INFORMATION PROVIDED –
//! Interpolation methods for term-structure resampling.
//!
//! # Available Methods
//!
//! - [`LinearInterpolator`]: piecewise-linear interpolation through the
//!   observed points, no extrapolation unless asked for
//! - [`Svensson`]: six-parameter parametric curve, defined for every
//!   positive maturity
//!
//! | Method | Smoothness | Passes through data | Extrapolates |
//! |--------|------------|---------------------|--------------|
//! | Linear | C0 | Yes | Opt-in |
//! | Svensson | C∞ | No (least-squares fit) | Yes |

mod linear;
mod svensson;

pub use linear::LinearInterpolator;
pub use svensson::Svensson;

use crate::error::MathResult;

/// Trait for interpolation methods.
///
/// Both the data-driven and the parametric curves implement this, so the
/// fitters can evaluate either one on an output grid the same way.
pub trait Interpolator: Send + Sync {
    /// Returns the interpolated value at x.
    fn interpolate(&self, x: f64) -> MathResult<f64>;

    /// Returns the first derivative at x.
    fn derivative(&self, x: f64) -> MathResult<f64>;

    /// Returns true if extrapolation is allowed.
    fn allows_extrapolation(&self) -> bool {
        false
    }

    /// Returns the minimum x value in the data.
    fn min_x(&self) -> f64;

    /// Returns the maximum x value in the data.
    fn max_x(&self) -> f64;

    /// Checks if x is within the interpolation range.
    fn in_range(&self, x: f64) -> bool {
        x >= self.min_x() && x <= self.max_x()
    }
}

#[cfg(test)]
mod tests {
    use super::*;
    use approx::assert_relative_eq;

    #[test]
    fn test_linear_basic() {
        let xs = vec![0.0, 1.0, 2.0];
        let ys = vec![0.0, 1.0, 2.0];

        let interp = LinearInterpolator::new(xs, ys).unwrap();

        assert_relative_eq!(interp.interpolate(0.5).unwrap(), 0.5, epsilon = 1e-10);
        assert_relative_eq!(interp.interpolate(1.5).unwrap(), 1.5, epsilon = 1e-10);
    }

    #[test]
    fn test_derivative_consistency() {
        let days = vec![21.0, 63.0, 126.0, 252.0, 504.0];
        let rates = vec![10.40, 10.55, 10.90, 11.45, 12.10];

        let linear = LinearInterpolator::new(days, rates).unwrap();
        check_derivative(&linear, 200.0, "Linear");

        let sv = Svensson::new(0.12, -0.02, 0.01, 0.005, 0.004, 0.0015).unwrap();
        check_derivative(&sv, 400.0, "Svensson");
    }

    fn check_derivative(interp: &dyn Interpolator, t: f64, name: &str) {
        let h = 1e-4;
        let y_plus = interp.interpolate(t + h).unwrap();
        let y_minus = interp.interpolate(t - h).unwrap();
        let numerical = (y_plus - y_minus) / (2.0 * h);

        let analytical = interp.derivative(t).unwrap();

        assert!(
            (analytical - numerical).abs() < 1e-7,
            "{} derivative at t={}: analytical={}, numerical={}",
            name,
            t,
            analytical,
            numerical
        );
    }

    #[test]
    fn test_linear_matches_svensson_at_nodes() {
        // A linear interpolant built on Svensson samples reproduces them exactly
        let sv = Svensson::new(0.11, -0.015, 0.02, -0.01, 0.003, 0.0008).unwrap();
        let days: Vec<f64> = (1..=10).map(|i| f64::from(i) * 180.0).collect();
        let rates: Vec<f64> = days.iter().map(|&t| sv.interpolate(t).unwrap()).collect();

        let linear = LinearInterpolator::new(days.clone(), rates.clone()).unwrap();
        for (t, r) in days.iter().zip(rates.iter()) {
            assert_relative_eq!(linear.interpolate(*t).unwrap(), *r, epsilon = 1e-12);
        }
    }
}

GOAL OF THE EXERCISE – Only the lines above from the line with "#[cfg(test)]" to the line with "let interp = LinearInterpolator::new(xs, ys).unwrap();", those two lines included, should be reproduced exactly.

COMPLETED EXERCISE –
#[cfg(test)]
mod tests {
    use super::*;
    use approx::assert_relative_eq;

    #[test]
    fn test_linear_basic() {
        let xs = vec![0.0, 1.0, 2.0];
        let ys = vec![0.0, 1.0, 2.0];

        let interp = LinearInterpolator::new(xs, ys).unwrap();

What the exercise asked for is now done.